Start of Task input

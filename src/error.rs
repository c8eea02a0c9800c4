use grid_util::point::Point;
use thiserror::Error;

/// Failures of a search call that are not a plain "no path" answer.
#[derive(Debug, Error, Clone, Copy, PartialEq, Eq)]
pub enum SearchError {
    /// The start or target cell lies outside the grid.
    #[error("cell {cell:?} is outside the {width}x{height} grid")]
    OutOfBounds {
        cell: Point,
        width: usize,
        height: usize,
    },
    /// Walking the parent pointers back from the target did not reach the start.
    #[error("parent chain is broken at {cell:?}")]
    BrokenParentChain { cell: Point },
}

#[derive(Debug, Error, Clone, Copy, PartialEq, Eq)]
pub enum ParseGridError {
    #[error("map contains no rows")]
    Empty,
}

/// Failures while turning a path into robot commands.
#[derive(Debug, Error, Clone, Copy, PartialEq, Eq)]
pub enum TraceError {
    #[error("{from:?} and {to:?} are not 4-adjacent")]
    NotAdjacent { from: Point, to: Point },
    #[error("'{0}' is not a robot command")]
    UnknownCommand(char),
}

End of Task input

What you have to do –
Scan the records above for the word "robot" and return every line where it occurs.

Answer to the exercise –
/// Failures while turning a path into robot commands.
    #[error("'{0}' is not a robot command")]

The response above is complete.